38 Getting help and advice
In a previous blog I wrote about how inappropriate giving unsolicited life advice is.
I want to look at another aspect of advice in this blog. The times when we want and need advice. In particular, expert advice in an area we don’t know about, or a second opinion in our own area. Our greatest resource besides ourselves is other people. Getting help along the way in work and in life is part of being human and can be anything from useful to essential. Additionally, one of the greatest pleasures in life is finding out that other people are willing to, and can, help us.
People can only offer you effective help and advice if you are clear about what you want or need. That means the clearer you are about your vision/goals/plans, the more specific you can be in asking for help you want and the more relevant will be the help or advice offered.
The thing to remember is that no one person has all the answers.
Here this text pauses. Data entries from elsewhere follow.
//! Stage registry - the ordered set of columns a board moves items through

use crate::board::BoardError;
use serde::{Deserialize, Serialize};
use std::fmt;

/// Presentation variant used for column accents and badges
#[derive(Debug, Clone, Copy, PartialEq, Eq, Hash, Serialize, Deserialize)]
#[serde(rename_all = "lowercase")]
pub enum ColorToken {
    Brand,
    Violet,
    Sky,
    Amber,
    Emerald,
    Rose,
    Slate,
}

impl ColorToken {
    pub fn as_str(&self) -> &'static str {
        match self {
            ColorToken::Brand => "brand",
            ColorToken::Violet => "violet",
            ColorToken::Sky => "sky",
            ColorToken::Amber => "amber",
            ColorToken::Emerald => "emerald",
            ColorToken::Rose => "rose",
            ColorToken::Slate => "slate",
        }
    }
}

impl Default for ColorToken {
    fn default() -> Self {
        ColorToken::Slate
    }
}

/// Short identifier of a stage, unique within one board
#[derive(Debug, Clone, PartialEq, Eq, Hash, PartialOrd, Ord, Serialize, Deserialize)]
#[serde(transparent)]
pub struct StageKey(String);

impl StageKey {
    pub fn new(key: impl Into<String>) -> Self {
        Self(key.into())
    }

    pub fn as_str(&self) -> &str {
        &self.0
    }
}

impl fmt::Display for StageKey {
    fn fmt(&self, f: &mut fmt::Formatter<'_>) -> fmt::Result {
        f.write_str(&self.0)
    }
}

impl From<&str> for StageKey {
    fn from(key: &str) -> Self {
        Self(key.to_string())
    }
}

impl PartialEq<str> for StageKey {
    fn eq(&self, other: &str) -> bool {
        self.0 == other
    }
}

impl PartialEq<&str> for StageKey {
    fn eq(&self, other: &&str) -> bool {
        self.0 == *other
    }
}

/// One column of a pipeline board
#[derive(Debug, Clone, PartialEq, Eq, Serialize, Deserialize)]
pub struct Stage {
    /// Grouping key, stable across renders
    pub key: StageKey,

    /// Human-readable column title
    pub label: String,

    /// Accent color of the column
    #[serde(default)]
    pub color: ColorToken,
}

impl Stage {
    pub fn new(key: &str, label: &str, color: ColorToken) -> Self {
        Self {
            key: StageKey::new(key),
            label: label.to_string(),
            color,
        }
    }
}

/// Ordered, immutable list of stages for one board
///
/// Display order is the order of construction. Adding or removing stages
/// is a configuration change, there is no runtime mutation.
#[derive(Debug, Clone, PartialEq, Eq)]
pub struct StageRegistry {
    stages: Vec<Stage>,
}

impl StageRegistry {
    /// Build a registry, rejecting empty lists, blank keys and duplicates
    pub fn new(stages: Vec<Stage>) -> Result<Self, BoardError> {
        if stages.is_empty() {
            return Err(BoardError::EmptyRegistry);
        }

        let mut seen = std::collections::HashSet::new();
        for stage in &stages {
            if stage.key.as_str().trim().is_empty() {
                return Err(BoardError::InvalidStage("stage key must not be blank".to_string()));
            }
            if stage.label.trim().is_empty() {
                return Err(BoardError::InvalidStage(format!(
                    "stage '{}' has a blank label",
                    stage.key
                )));
            }
            if !seen.insert(stage.key.clone()) {
                return Err(BoardError::DuplicateStage(stage.key.to_string()));
            }
        }

        Ok(Self { stages })
    }

    /// Stage new items land in
    pub fn first(&self) -> &Stage {
        // Non-empty is checked in `new`
        &self.stages[0]
    }

    pub fn get(&self, key: &str) -> Option<&Stage> {
        self.stages.iter().find(|s| s.key == key)
    }

    pub fn contains(&self, key: &str) -> bool {
        self.get(key).is_some()
    }

    /// Column index of a stage
    pub fn position(&self, key: &str) -> Option<usize> {
        self.stages.iter().position(|s| s.key == key)
    }

    pub fn iter(&self) -> std::slice::Iter<'_, Stage> {
        self.stages.iter()
    }

    pub fn len(&self) -> usize {
        self.stages.len()
    }

    pub fn is_empty(&self) -> bool {
        self.stages.is_empty()
    }

    pub fn keys(&self) -> impl Iterator<Item = &StageKey> {
        self.stages.iter().map(|s| &s.key)
    }
}

impl<'a> IntoIterator for &'a StageRegistry {
    type Item = &'a Stage;
    type IntoIter = std::slice::Iter<'a, Stage>;

    fn into_iter(self) -> Self::IntoIter {
        self.stages.iter()
    }
}
//! Chat session - conversation history plus the one-request-at-a-time guard

use crate::chat::{ChatBackend, ChatError, ChatMessage};
use std::sync::atomic::{AtomicBool, Ordering};
use tokio::sync::Mutex;
use tracing::{debug, warn};

/// Session settings
#[derive(Debug, Clone, Default)]
pub struct ChatSessionConfig {
    /// Send only the most recent N messages; `None` sends the full history.
    /// A window of 0 is treated as 1 so the new message always goes out.
    pub history_window: Option<usize>,

    /// Prepended to every request, never stored in the history
    pub system_prompt: Option<String>,
}

impl ChatSessionConfig {
    pub fn with_history_window(mut self, window: usize) -> Self {
        self.history_window = Some(window.max(1));
        self
    }

    pub fn with_system_prompt(mut self, prompt: impl Into<String>) -> Self {
        self.system_prompt = Some(prompt.into());
        self
    }
}

/// Transient notice shown to the user
#[derive(Debug, Clone, PartialEq, Eq)]
pub enum Notification {
    /// A request failed; the conversation is left as it was
    Failure(String),
}

#[derive(Debug, Default)]
struct SessionState {
    history: Vec<ChatMessage>,
    notifications: Vec<Notification>,
}

/// Clears the in-flight flag even if the send future is dropped
struct InFlight<'a>(&'a AtomicBool);

impl Drop for InFlight<'_> {
    fn drop(&mut self) {
        self.0.store(false, Ordering::Release);
    }
}

/// A conversation with one chat backend
pub struct ChatSession<B> {
    backend: B,
    config: ChatSessionConfig,
    state: Mutex<SessionState>,
    in_flight: AtomicBool,
}

impl<B: ChatBackend> ChatSession<B> {
    pub fn new(backend: B) -> Self {
        Self::with_config(backend, ChatSessionConfig::default())
    }

    pub fn with_config(backend: B, config: ChatSessionConfig) -> Self {
        Self {
            backend,
            config,
            state: Mutex::new(SessionState::default()),
            in_flight: AtomicBool::new(false),
        }
    }

    pub fn backend(&self) -> &B {
        &self.backend
    }

    /// Whether a request is outstanding (the send control is disabled)
    pub fn is_busy(&self) -> bool {
        self.in_flight.load(Ordering::Acquire)
    }

    /// Full local history, oldest first
    pub async fn history(&self) -> Vec<ChatMessage> {
        self.state.lock().await.history.clone()
    }

    /// Drain pending notifications
    pub async fn take_notifications(&self) -> Vec<Notification> {
        std::mem::take(&mut self.state.lock().await.notifications)
    }

    /// Send a user message and wait for the reply
    ///
    /// Blank input is ignored (`Ok(None)`). The user entry is appended before
    /// the request goes out; on success exactly one assistant entry follows.
    /// On failure no assistant entry is added and one
    /// [`Notification::Failure`] is recorded.
    ///
    /// # Errors
    /// `ChatError::Busy` while another request is outstanding (nothing is
    /// recorded), otherwise whatever the backend returned.
    pub async fn send(&self, text: &str) -> Result<Option<ChatMessage>, ChatError> {
        let text = text.trim();
        if text.is_empty() {
            return Ok(None);
        }

        if self
            .in_flight
            .compare_exchange(false, true, Ordering::AcqRel, Ordering::Acquire)
            .is_err()
        {
            debug!("Chat send refused, request in flight");
            return Err(ChatError::Busy);
        }
        let _guard = InFlight(&self.in_flight);

        let outgoing = {
            let mut state = self.state.lock().await;
            state.history.push(ChatMessage::user(text));
            self.outgoing(&state.history)
        };

        let result = self.backend.complete(&outgoing).await;

        let mut state = self.state.lock().await;
        match result {
            Ok(reply) => {
                let message = ChatMessage::assistant(reply.content);
                state.history.push(message.clone());
                Ok(Some(message))
            }
            Err(err) => {
                warn!("Chat request failed: {}", err);
                state.notifications.push(Notification::Failure(err.to_string()));
                Err(err)
            }
        }
    }

    fn outgoing(&self, history: &[ChatMessage]) -> Vec<ChatMessage> {
        let start = self
            .config
            .history_window
            .map_or(0, |window| history.len().saturating_sub(window.max(1)));

        let mut messages = Vec::with_capacity(history.len() - start + 1);
        if let Some(prompt) = &self.config.system_prompt {
            messages.push(ChatMessage::system(prompt.clone()));
        }
        messages.extend_from_slice(&history[start..]);
        messages
    }
}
Look at medical consultants – they are supposed to be the supreme experts in their own area, yet they routinely consult with each other to check out their own ideas and conclusions. This is because most of the tricky decisions in every area of life boil down to judgement calls and having other perspectives balances your judgement. In business, in work, in our personal life, we all make judgement calls every day. And here’s the point about your life choices. They should be your judgement call, you should get as much input and other perspectives as you need to be comfortable making your own decisions.
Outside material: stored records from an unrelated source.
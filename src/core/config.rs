//! Board configuration from YAML

use crate::core::{
    presets,
    stage::{ColorToken, Stage, StageKey, StageRegistry},
};
use anyhow::{Context, Result};
use serde::{Deserialize, Serialize};
use std::path::Path;

/// Which built-in item type a board carries
#[derive(Debug, Clone, Copy, PartialEq, Eq, Serialize, Deserialize, clap::ValueEnum)]
#[serde(rename_all = "lowercase")]
pub enum BoardKind {
    /// Fundraising grants pipeline
    Grants,
    /// Newsletter editorial flow
    Newsletter,
}

impl BoardKind {
    pub fn as_str(&self) -> &'static str {
        match self {
            BoardKind::Grants => "grants",
            BoardKind::Newsletter => "newsletter",
        }
    }

    /// Stages used when the config does not list its own
    pub fn default_stages(&self) -> Vec<Stage> {
        match self {
            BoardKind::Grants => presets::grant_stages(),
            BoardKind::Newsletter => presets::newsletter_stages(),
        }
    }
}

/// Top-level board configuration loaded from YAML
#[derive(Debug, Clone, Serialize, Deserialize)]
pub struct BoardConfig {
    /// Board name, also the persistence namespace
    pub name: String,

    /// Item type carried by the board
    pub kind: BoardKind,

    /// Ordered stages; the built-in set for `kind` when omitted
    #[serde(default)]
    pub stages: Vec<StageConfig>,

    /// Load the demo items into an empty board
    #[serde(default)]
    pub seed_demo: bool,

    /// Chat endpoint settings
    #[serde(default)]
    pub chat: Option<ChatSettings>,
}

/// Stage as written in YAML
#[derive(Debug, Clone, Serialize, Deserialize)]
pub struct StageConfig {
    pub key: String,

    pub label: String,

    #[serde(default)]
    pub color: ColorToken,
}

/// Chat endpoint settings
#[derive(Debug, Clone, Serialize, Deserialize)]
pub struct ChatSettings {
    /// URL the conversation is POSTed to
    pub endpoint: String,

    /// Request timeout in seconds
    #[serde(default)]
    pub timeout_secs: Option<u64>,

    /// Send only the most recent N messages (full history when unset)
    #[serde(default)]
    pub history_window: Option<usize>,
}

impl BoardConfig {
    /// Configuration of a built-in board with its default stages
    pub fn builtin(kind: BoardKind) -> Self {
        Self {
            name: kind.as_str().to_string(),
            kind,
            stages: Vec::new(),
            seed_demo: true,
            chat: None,
        }
    }

    /// Load board configuration from a YAML file
    pub fn from_file<P: AsRef<Path>>(path: P) -> Result<Self> {
        let path = path.as_ref();
        let content = std::fs::read_to_string(path)
            .with_context(|| format!("Failed to read board config: {}", path.display()))?;
        Self::from_yaml(&content)
    }

    /// Parse board configuration from YAML string
    pub fn from_yaml(yaml: &str) -> Result<Self> {
        let config: BoardConfig = serde_yaml::from_str(yaml)?;
        config.validate()?;
        Ok(config)
    }

    /// Validate the board configuration
    pub fn validate(&self) -> Result<()> {
        if self.name.trim().is_empty() {
            anyhow::bail!("Board name must not be empty");
        }

        // Registry construction checks emptiness and duplicate keys
        self.to_registry()?;

        if let Some(chat) = &self.chat {
            if chat.endpoint.trim().is_empty() {
                anyhow::bail!("Board '{}' has an empty chat endpoint", self.name);
            }
            if chat.history_window == Some(0) {
                anyhow::bail!("Board '{}' chat history_window must be at least 1", self.name);
            }
        }

        Ok(())
    }

    /// Effective stage list
    pub fn stages(&self) -> Vec<Stage> {
        if self.stages.is_empty() {
            return self.kind.default_stages();
        }

        self.stages
            .iter()
            .map(|s| Stage {
                key: StageKey::new(s.key.trim()),
                label: s.label.clone(),
                color: s.color,
            })
            .collect()
    }

    /// Build the stage registry for this board
    pub fn to_registry(&self) -> Result<StageRegistry> {
        StageRegistry::new(self.stages())
            .with_context(|| format!("Invalid stages for board '{}'", self.name))
    }
}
I am good at finding experts and asking for help, in my first year of business I got fantastic time and advice from many experts. All of whom had relevant real world experience. Each expert was sure of themselves, they had proof in their own experience that what they were advising works. Some experts advised similar solutions and some very different, to the same problems. It is exactly the same in a job hunt, the advice you get from various experts and professionals will range widely and often be contradictory. There is nothing wrong with this, and all advice should be listened to and appreciated. What will actually work for you can’t be predicted, much less guaranteed so you need to make the judgement calls. Make the best choices for you, count a victory and move forward.